Me he encontrado con opiniones contrarias a estas celebraciones: la última, la de la peluquera, también madre y con niños de las edades de los míos. Padres como ella arguyen que, al no ser viable invitar a toda la clase, quienes no son invitados se sienten excluidos. Añaden que se fomenta además el consumismo y el recibir regalo de cada uno de los amiguitos del cumple. Proponen concentrar trimestralmente en un mismo día todos los cumpleaños de ese periodo y celebrarlos con toda la clase en el patio del colegio o en un parque al aire libre, sin regalos; me explicó que en la ikastola de sus hijos se juntan en el comedor para tal propósito. No me parece mala propuesta si tienen ese lugar cerrado (en invierno es un problema querer celebrar nada a la intemperie); tampoco es mala idea si los padres (y madres, claro) en cuestión están todos de acuerdo, se llevan bien y organizan adecuadamente el tinglado. Otra ventaja es que en una tarde te ventilas de un plumazo unos cuantos cumpleaños que, de haber sido por separado, te hubiesen jorobado varios fines de semana del año y te hubiesen obligado a comprar algún juguete por compromiso y con tique regalo por si lo quieren cambiar por otra cosa.

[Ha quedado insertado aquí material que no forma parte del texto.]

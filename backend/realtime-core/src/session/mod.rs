//! Session state management using actor pattern.
//!
//! [`SessionState`] owns the current [`AuthState`] and publishes every
//! transition on a `watch` channel, which is what the connection gate
//! observes.
//!
//! # Architecture
//!
//! - Commands are sent via an mpsc channel, each with a oneshot ack
//! - A dedicated task applies them sequentially
//! - `update` returns once the actor has applied the command, so
//!   [`SessionState::current`] reads back what was just sent
//! - Observers hold `watch::Receiver<AuthState>` and see each distinct state
//!
//! Commands that leave the state unchanged (a refresh returning the same
//! token) are applied without waking observers.

mod client;

pub use client::AuthClient;

use crate::error::session::SessionError;

use common::RedactedToken;
use models::{AuthResponse, AuthState};

use std::sync::Arc;

use log::{info, warn};
use tokio::sync::{Mutex, mpsc, oneshot, watch};

/// Commands that mutate session state.
#[derive(Debug, Clone)]
pub enum SessionCommand {
    /// Session is being resolved (startup, login in flight)
    Loading,

    /// Login succeeded
    SignedIn(RedactedToken),

    /// Access token was rotated
    Refreshed(RedactedToken),

    /// Logout, expiry or failed login
    SignedOut,
}

impl SessionCommand {
    pub fn name(&self) -> &'static str {
        match self {
            SessionCommand::Loading => "Loading",
            SessionCommand::SignedIn(_) => "SignedIn",
            SessionCommand::Refreshed(_) => "Refreshed",
            SessionCommand::SignedOut => "SignedOut",
        }
    }
}

/// A command plus the channel the actor acknowledges it on.
type Envelope = (SessionCommand, oneshot::Sender<()>);

/// Session state manager.
///
/// # Thread Safety
///
/// This type is `Clone` and can be shared across tasks. All clones share the
/// same underlying state and actor.
#[derive(Clone)]
pub struct SessionState {
    /// Channel to send state mutation commands to the actor
    command_tx: Arc<Mutex<Option<mpsc::Sender<Envelope>>>>,

    /// Publishes the current auth state to observers
    auth_tx: Arc<watch::Sender<AuthState>>,

    /// Track if actor has been initialized
    actor_init: Arc<Mutex<bool>>,
}

impl SessionState {
    /// Create a session in `Loading`. The actor is spawned lazily on first update.
    pub fn new() -> Self {
        let (auth_tx, _) = watch::channel(AuthState::Loading);
        Self {
            command_tx: Arc::new(Mutex::new(None)),
            auth_tx: Arc::new(auth_tx),
            actor_init: Arc::new(Mutex::new(false)),
        }
    }

    /// Send a state update command and wait until the actor has applied it.
    ///
    /// # Errors
    ///
    /// Returns [`SessionError::Actor`] if the session actor has died.
    pub async fn update(&self, cmd: SessionCommand) -> Result<(), SessionError> {
        self.ensure_actor().await;

        let (ack_tx, ack_rx) = oneshot::channel();
        {
            let tx_guard = self.command_tx.lock().await;
            let tx = tx_guard
                .as_ref()
                .ok_or_else(|| SessionError::actor("Session actor not initialized"))?;

            tx.send((cmd, ack_tx)).await.map_err(|e| {
                let (cmd, _) = e.0;
                SessionError::actor(format!("Session actor died, {} not applied", cmd.name()))
            })?;
        }

        ack_rx
            .await
            .map_err(|_| SessionError::actor("Session actor stopped before applying command"))
    }

    /// Observe auth transitions. The receiver starts at the current state.
    pub fn subscribe(&self) -> watch::Receiver<AuthState> {
        self.auth_tx.subscribe()
    }

    pub fn current(&self) -> AuthState {
        self.auth_tx.borrow().clone()
    }

    /// Log in and publish the resulting state.
    ///
    /// Publishes `Loading` first; a failed login publishes `Unauthenticated`.
    pub async fn sign_in(
        &self,
        client: &AuthClient,
        username: &str,
        password: &str,
    ) -> Result<AuthResponse, SessionError> {
        self.update(SessionCommand::Loading).await?;

        match client.login(username, password).await {
            Ok(response) => {
                self.update(SessionCommand::SignedIn(response.access_token.clone()))
                    .await?;
                Ok(response)
            }
            Err(e) => {
                warn!("Login failed ({}): {}", e.error_category(), e);
                self.update(SessionCommand::SignedOut).await?;
                Err(e)
            }
        }
    }

    /// Rotate the access token.
    ///
    /// A rejected refresh token ends the session; transient failures leave it as is.
    pub async fn refresh(
        &self,
        client: &AuthClient,
        refresh_token: &RedactedToken,
    ) -> Result<AuthResponse, SessionError> {
        match client.refresh_token(refresh_token).await {
            Ok(response) => {
                self.update(SessionCommand::Refreshed(response.access_token.clone()))
                    .await?;
                Ok(response)
            }
            Err(e) => {
                if e.is_auth_rejected() {
                    warn!("Refresh token rejected, signing out");
                    self.update(SessionCommand::SignedOut).await?;
                }
                Err(e)
            }
        }
    }

    /// Log out on the server (best effort) and publish `Unauthenticated`.
    pub async fn sign_out(&self, client: Option<&AuthClient>) -> Result<(), SessionError> {
        if let (Some(client), Some(token)) = (client, self.current().token().cloned()) {
            if let Err(e) = client.logout(&token).await {
                warn!("Server logout failed, clearing local session anyway: {}", e);
            }
        }
        self.update(SessionCommand::SignedOut).await
    }

    /// Ensure actor is spawned (called lazily from async context).
    async fn ensure_actor(&self) {
        let mut init_guard = self.actor_init.lock().await;
        if !*init_guard {
            let (tx, rx) = mpsc::channel(100);
            let auth_clone = Arc::clone(&self.auth_tx);

            // Store tx BEFORE spawning to avoid race
            let mut tx_guard = self.command_tx.lock().await;
            *tx_guard = Some(tx);
            drop(tx_guard);

            tokio::spawn(session_actor(rx, auth_clone));
            *init_guard = true;
            info!("Session state actor spawned");
        }
    }
}

impl Default for SessionState {
    fn default() -> Self {
        Self::new()
    }
}

/// The session actor task.
///
/// Runs until every `SessionState` handle is dropped.
async fn session_actor(
    mut command_rx: mpsc::Receiver<Envelope>,
    auth: Arc<watch::Sender<AuthState>>,
) {
    info!("Session state actor started");

    while let Some((cmd, ack)) = command_rx.recv().await {
        let next = match cmd {
            SessionCommand::Loading => AuthState::Loading,
            SessionCommand::SignedIn(token) => AuthState::authenticated(token),
            SessionCommand::Refreshed(token) => {
                if !auth.borrow().is_authenticated() {
                    warn!("Token refreshed while not signed in, treating as sign-in");
                }
                AuthState::authenticated(token)
            }
            SessionCommand::SignedOut => AuthState::Unauthenticated,
        };

        let changed = auth.send_if_modified(|current| {
            if *current == next {
                false
            } else {
                info!("Session status {:?} -> {:?}", current.status(), next.status());
                *current = next;
                true
            }
        });

        if !changed {
            log::debug!("Session command left state unchanged");
        }

        // The caller may have stopped waiting.
        let _ = ack.send(());
    }

    info!("Session state actor stopped");
}
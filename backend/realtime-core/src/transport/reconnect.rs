use std::time::Duration;

use backoff::backoff::Backoff;

/// Linear reconnect schedule: the n-th retry waits `base_delay * n`, and the
/// schedule gives up after `max_attempts` retries.
///
/// Implements [`Backoff`] so the socket task can drive it the same way it
/// would drive an `ExponentialBackoff`.
#[derive(Debug, Clone)]
pub struct ReconnectPolicy {
    base_delay: Duration,
    max_attempts: u32,
    attempts: u32,
}

impl ReconnectPolicy {
    pub fn new(base_delay: Duration, max_attempts: u32) -> Self {
        Self {
            base_delay,
            max_attempts,
            attempts: 0,
        }
    }

    /// Retries handed out since the last reset.
    pub fn attempts(&self) -> u32 {
        self.attempts
    }

    pub fn max_attempts(&self) -> u32 {
        self.max_attempts
    }
}

impl Backoff for ReconnectPolicy {
    fn reset(&mut self) {
        self.attempts = 0;
    }

    fn next_backoff(&mut self) -> Option<Duration> {
        if self.attempts >= self.max_attempts {
            return None;
        }
        self.attempts += 1;
        Some(
            self.base_delay
                .checked_mul(self.attempts)
                .unwrap_or(Duration::MAX),
        )
    }
}
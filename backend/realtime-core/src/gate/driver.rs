//! Runs a [`ConnectionGate`] on its own task, fed by watch channels.
//!
//! The task is the single logical thread the gate lives on: every auth or
//! enabled change is applied to the gate in arrival order, one at a time.
//! Dropping or shutting down the [`GateHandle`] ends the scope and tears the
//! gate down.

use crate::gate::{ConnectionGate, HandlerCell};
use crate::transport::MessageHandler;

use models::AuthState;

use log::{debug, error, info};
use tokio::sync::{oneshot, watch};
use tokio::task::JoinHandle;

/// Handle to a gate running on a background task.
pub struct GateHandle {
    handler: HandlerCell,
    shutdown: oneshot::Sender<()>,
    task: JoinHandle<()>,
}

impl GateHandle {
    /// Swap the message handler of the running gate.
    pub fn replace_handler(&self, handler: MessageHandler) {
        self.handler.replace(handler);
    }

    pub fn is_running(&self) -> bool {
        !self.task.is_finished()
    }

    /// Tear the gate down and wait for the task to finish.
    pub async fn shutdown(self) {
        // Fails only if the task already ended on its own.
        let _ = self.shutdown.send(());

        if let Err(e) = self.task.await {
            error!("Realtime gate task failed: {e}");
        }
    }
}

/// Spawn `gate` on the current tokio runtime.
///
/// The current values of both channels are applied immediately; after that
/// every change is observed. If both channels close the gate tears itself down.
pub fn spawn_gate(
    gate: ConnectionGate,
    auth: watch::Receiver<AuthState>,
    enabled: watch::Receiver<bool>,
) -> GateHandle {
    let handler = gate.handler_cell();
    let (shutdown_tx, shutdown_rx) = oneshot::channel();
    let task = tokio::spawn(drive_gate(gate, auth, enabled, shutdown_rx));

    GateHandle {
        handler,
        shutdown: shutdown_tx,
        task,
    }
}

async fn drive_gate(
    mut gate: ConnectionGate,
    mut auth: watch::Receiver<AuthState>,
    mut enabled: watch::Receiver<bool>,
    mut shutdown: oneshot::Receiver<()>,
) {
    info!("Realtime gate started");

    let initial_enabled = *enabled.borrow_and_update();
    gate.set_enabled(initial_enabled);
    let initial_auth = auth.borrow_and_update().clone();
    gate.observe(initial_auth);

    let mut auth_open = true;
    let mut enabled_open = true;

    while auth_open || enabled_open {
        tokio::select! {
            _ = &mut shutdown => {
                debug!("Realtime gate shutdown requested");
                break;
            }
            changed = auth.changed(), if auth_open => match changed {
                Ok(()) => {
                    let state = auth.borrow_and_update().clone();
                    gate.observe(state);
                }
                Err(_) => {
                    debug!("Auth state channel closed");
                    auth_open = false;
                }
            },
            changed = enabled.changed(), if enabled_open => match changed {
                Ok(()) => {
                    let flag = *enabled.borrow_and_update();
                    gate.set_enabled(flag);
                }
                Err(_) => {
                    debug!("Enabled flag channel closed");
                    enabled_open = false;
                }
            },
        }
    }

    gate.teardown();
}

Como digo, son varias las ventajas. Sin embargo, en mi experiencia personal, creo que conceder protagonismo a mis hijos cuando llega su cumpleaños y darles la oportunidad de celebrarlo con sus mejores amigos es un pequeño sacrificio que estoy dispuesta a hacer. Otros padres se gastan burradas más a menudo que yo en ir a cenar porquerías con los niños, en que jueguen a las maquinitas del centro comercial o en unas zapatillas de marca para su retoño. O les sueltan un móvil de 400 euros en su primera comunión. Por supuesto, nadie tiene obligación de aceptar la invitación a una fiesta de cumpleaños: parece perogrullada pero existe la opción de decir no, gracias. Tampoco dice en ningún sitio que haya que ir con un regalo para el cumpleañero. Mis hijos invitan a quienes quieren, y suelen ser poquitos niños; por descontado, reparten las invitaciones sin que se entere toda la clase, aunque ya sabemos que los niños luego lo van largando todo. Mis hijos saben que la propia fiesta ya es un regalo de nuestra parte: no reciben paquete alguno de papá y mamá. Con la dichosa pandemia dejamos de hacer la celebración: mi hija no tuvo «fiesta» ni en 2021 ni en 2022 porque ambos años, en enero, el virus estaba desatado. Mi hijo se perdió solo la de 2020, ha tenido más suerte. No van a ser niños eternamente, y no me arrepiento de haberles organizado siempre que se ha podido su pertinente combinado de camas elásticas, hinchables, coches de choque, pizza, chuches y hasta partida de bolos. Ver sus caras y las de sus amigos es la mejor recompensa. Ya llegará el día en que echaremos todo esto de menos.

De jornadas escolares

A estas alturas de partido tuerzo el gesto al leer estos comienzos de enunciado: «según un estudio…». Mi último momento incrédulo ha ocurrido al degustar este precioso artículo de El País: La jornada escolar continua es negativa para los niños y agrava la brecha de género

Me enteré mirando Twitter: está habiendo todo tipo de reacciones, muchas airadas entre el cuerpo docente, de quienes se dice en el texto lo siguiente: Los beneficios de la jornada intensiva, concluye el informe, son para los profesores, “tanto en términos de bienestar como en posibilidades de conciliación”. Traducido al castellano: si ya vivíais bien los profes con jornada partida, no os digo na con jornada de mañana, malandrines, que no pensáis más que en tener vacaciones, válgamelseñor.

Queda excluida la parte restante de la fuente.